▶ **Work order**: Scan the records below and copy every line that contains the string "positive".

- Opening Delimiter -

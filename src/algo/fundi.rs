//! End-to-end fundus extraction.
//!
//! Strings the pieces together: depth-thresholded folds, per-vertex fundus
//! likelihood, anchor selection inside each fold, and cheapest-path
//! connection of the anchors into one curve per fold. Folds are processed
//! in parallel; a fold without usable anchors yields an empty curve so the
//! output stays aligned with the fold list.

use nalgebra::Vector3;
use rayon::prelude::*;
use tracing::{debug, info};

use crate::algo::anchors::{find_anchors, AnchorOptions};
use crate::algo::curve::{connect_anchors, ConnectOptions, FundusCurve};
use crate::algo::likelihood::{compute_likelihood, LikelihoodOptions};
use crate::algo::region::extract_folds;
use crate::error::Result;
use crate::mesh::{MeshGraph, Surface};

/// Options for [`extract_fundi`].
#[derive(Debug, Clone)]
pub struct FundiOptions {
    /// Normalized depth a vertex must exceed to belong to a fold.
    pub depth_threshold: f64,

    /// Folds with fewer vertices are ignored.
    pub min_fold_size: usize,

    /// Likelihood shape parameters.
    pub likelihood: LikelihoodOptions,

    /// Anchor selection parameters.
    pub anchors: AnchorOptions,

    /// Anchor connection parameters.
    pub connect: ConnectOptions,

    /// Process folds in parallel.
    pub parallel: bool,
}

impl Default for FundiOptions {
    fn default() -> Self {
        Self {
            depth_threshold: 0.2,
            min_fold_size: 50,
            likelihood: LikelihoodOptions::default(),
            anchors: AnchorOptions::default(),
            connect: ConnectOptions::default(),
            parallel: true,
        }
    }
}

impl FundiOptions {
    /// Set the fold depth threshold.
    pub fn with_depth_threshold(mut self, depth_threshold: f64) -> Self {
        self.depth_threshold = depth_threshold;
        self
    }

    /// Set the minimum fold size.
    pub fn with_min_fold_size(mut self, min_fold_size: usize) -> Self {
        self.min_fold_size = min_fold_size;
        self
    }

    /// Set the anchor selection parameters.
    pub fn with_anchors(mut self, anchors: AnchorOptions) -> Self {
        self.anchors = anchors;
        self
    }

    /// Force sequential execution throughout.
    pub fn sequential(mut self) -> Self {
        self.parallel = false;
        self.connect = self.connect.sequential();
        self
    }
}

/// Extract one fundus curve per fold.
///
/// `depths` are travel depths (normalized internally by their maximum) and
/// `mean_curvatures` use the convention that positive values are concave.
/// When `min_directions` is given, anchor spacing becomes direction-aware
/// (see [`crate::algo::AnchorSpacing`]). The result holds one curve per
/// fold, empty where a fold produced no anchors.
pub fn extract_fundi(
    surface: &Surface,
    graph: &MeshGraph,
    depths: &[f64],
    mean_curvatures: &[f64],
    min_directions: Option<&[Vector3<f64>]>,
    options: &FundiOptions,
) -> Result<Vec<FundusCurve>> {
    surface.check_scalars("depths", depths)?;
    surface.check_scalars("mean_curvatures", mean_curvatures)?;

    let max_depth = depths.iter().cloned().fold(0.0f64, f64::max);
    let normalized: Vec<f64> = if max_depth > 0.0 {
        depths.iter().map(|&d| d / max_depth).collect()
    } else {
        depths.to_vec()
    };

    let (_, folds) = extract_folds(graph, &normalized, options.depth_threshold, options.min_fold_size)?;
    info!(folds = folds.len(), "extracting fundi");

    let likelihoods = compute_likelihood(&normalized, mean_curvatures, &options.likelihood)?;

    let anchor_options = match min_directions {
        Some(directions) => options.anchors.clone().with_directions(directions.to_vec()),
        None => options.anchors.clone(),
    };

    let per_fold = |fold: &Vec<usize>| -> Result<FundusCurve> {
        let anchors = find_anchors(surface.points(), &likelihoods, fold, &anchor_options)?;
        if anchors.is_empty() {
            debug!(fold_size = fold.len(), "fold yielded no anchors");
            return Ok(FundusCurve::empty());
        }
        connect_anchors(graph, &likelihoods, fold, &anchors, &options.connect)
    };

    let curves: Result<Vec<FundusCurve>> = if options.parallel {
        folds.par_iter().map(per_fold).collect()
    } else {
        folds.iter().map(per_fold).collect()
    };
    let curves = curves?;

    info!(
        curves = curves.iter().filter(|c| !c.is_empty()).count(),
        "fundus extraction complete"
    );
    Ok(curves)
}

- Closing Delimiter -
- Opening Delimiter -

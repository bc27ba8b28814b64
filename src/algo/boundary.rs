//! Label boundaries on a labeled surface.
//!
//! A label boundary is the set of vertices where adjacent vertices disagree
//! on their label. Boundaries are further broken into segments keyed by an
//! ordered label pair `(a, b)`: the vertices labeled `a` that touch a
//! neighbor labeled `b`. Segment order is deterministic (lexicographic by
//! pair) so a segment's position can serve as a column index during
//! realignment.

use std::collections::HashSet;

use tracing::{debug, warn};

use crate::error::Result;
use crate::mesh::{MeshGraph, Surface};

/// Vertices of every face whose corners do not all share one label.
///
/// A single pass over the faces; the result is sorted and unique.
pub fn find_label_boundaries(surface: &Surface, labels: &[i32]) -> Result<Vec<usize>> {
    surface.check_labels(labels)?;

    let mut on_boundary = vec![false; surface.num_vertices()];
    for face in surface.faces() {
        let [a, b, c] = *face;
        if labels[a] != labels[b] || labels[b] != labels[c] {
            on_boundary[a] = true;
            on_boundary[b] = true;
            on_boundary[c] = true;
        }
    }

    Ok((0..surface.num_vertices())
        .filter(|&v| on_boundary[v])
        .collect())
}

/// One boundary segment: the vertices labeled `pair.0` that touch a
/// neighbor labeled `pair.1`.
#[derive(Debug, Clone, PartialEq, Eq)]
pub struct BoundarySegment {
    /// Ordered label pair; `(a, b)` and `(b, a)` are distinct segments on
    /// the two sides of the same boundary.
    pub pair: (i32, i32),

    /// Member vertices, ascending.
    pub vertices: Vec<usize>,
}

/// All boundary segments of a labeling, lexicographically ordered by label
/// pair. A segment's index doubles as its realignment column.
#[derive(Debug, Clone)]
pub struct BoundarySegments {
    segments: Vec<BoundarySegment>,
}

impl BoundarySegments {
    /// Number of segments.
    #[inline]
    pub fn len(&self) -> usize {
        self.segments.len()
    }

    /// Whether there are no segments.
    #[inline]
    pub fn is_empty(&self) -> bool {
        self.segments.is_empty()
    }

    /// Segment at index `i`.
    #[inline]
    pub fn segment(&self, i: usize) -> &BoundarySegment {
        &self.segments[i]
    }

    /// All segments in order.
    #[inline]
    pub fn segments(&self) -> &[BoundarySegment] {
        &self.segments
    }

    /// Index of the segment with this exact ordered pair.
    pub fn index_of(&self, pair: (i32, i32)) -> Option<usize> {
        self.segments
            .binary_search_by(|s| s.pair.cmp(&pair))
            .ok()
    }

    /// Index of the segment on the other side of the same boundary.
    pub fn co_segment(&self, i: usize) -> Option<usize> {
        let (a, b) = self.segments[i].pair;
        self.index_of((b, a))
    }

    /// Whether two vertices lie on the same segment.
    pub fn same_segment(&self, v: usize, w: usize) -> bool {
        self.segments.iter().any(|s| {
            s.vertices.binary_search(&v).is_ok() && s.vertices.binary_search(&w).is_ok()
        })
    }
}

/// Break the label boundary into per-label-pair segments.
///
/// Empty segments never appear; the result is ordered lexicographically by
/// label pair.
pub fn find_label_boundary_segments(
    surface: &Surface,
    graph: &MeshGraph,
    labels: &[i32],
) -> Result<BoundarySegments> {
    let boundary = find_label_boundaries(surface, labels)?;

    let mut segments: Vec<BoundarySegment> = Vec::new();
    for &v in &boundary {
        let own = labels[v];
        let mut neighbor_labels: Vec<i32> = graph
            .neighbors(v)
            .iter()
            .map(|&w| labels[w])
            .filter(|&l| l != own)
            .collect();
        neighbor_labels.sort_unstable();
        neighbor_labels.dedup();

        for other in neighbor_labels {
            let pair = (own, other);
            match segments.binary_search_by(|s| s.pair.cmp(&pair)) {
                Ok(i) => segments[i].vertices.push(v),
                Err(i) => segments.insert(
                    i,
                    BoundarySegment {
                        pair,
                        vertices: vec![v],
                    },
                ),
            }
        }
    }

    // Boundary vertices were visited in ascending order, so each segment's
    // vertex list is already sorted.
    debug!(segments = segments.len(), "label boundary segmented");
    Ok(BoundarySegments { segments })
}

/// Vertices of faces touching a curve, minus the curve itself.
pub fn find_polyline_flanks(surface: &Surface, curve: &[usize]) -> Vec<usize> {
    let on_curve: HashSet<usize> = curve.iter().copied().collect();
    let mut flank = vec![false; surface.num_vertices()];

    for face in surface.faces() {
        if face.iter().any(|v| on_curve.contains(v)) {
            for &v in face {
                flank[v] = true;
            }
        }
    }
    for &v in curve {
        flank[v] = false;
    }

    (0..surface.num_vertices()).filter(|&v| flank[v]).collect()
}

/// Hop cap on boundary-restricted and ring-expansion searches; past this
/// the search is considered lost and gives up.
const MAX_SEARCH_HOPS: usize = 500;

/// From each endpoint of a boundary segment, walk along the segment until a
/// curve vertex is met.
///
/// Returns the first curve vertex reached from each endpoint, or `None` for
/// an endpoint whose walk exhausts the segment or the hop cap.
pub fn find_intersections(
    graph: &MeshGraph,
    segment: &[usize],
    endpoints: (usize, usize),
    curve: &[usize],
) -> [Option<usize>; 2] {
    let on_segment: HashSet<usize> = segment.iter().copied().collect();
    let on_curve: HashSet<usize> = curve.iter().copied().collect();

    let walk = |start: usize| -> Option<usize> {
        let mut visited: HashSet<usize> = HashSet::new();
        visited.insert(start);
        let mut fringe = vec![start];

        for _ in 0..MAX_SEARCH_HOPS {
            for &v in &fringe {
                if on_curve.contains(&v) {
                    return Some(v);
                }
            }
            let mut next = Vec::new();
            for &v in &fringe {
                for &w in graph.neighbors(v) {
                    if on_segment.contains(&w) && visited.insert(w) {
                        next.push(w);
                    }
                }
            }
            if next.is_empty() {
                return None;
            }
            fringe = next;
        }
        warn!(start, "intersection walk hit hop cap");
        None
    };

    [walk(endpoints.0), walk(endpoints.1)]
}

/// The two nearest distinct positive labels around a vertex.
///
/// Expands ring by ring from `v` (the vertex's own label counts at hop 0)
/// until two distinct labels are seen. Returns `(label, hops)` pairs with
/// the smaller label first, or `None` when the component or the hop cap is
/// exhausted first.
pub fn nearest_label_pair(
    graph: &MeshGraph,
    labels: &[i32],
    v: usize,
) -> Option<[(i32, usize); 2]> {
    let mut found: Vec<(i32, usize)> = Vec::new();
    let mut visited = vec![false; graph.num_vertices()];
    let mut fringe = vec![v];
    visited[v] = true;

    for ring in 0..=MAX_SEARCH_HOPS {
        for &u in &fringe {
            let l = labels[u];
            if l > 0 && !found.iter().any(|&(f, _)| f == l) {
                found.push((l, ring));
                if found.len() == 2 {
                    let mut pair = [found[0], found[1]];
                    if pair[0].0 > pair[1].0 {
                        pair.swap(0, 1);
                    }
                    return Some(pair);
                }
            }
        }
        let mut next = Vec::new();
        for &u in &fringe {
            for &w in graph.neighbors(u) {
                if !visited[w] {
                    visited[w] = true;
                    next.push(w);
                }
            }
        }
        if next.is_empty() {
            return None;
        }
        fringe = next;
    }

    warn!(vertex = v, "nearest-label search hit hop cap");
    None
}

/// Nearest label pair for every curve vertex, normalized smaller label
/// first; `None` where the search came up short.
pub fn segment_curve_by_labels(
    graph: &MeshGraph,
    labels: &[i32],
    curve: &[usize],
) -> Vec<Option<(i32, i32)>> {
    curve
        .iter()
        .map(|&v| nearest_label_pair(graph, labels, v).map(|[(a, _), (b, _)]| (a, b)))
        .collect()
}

- Closing Delimiter -

▶ **Task answer**:
/// `mean_curvatures` use the convention that positive values are concave.
/// The two nearest distinct positive labels around a vertex.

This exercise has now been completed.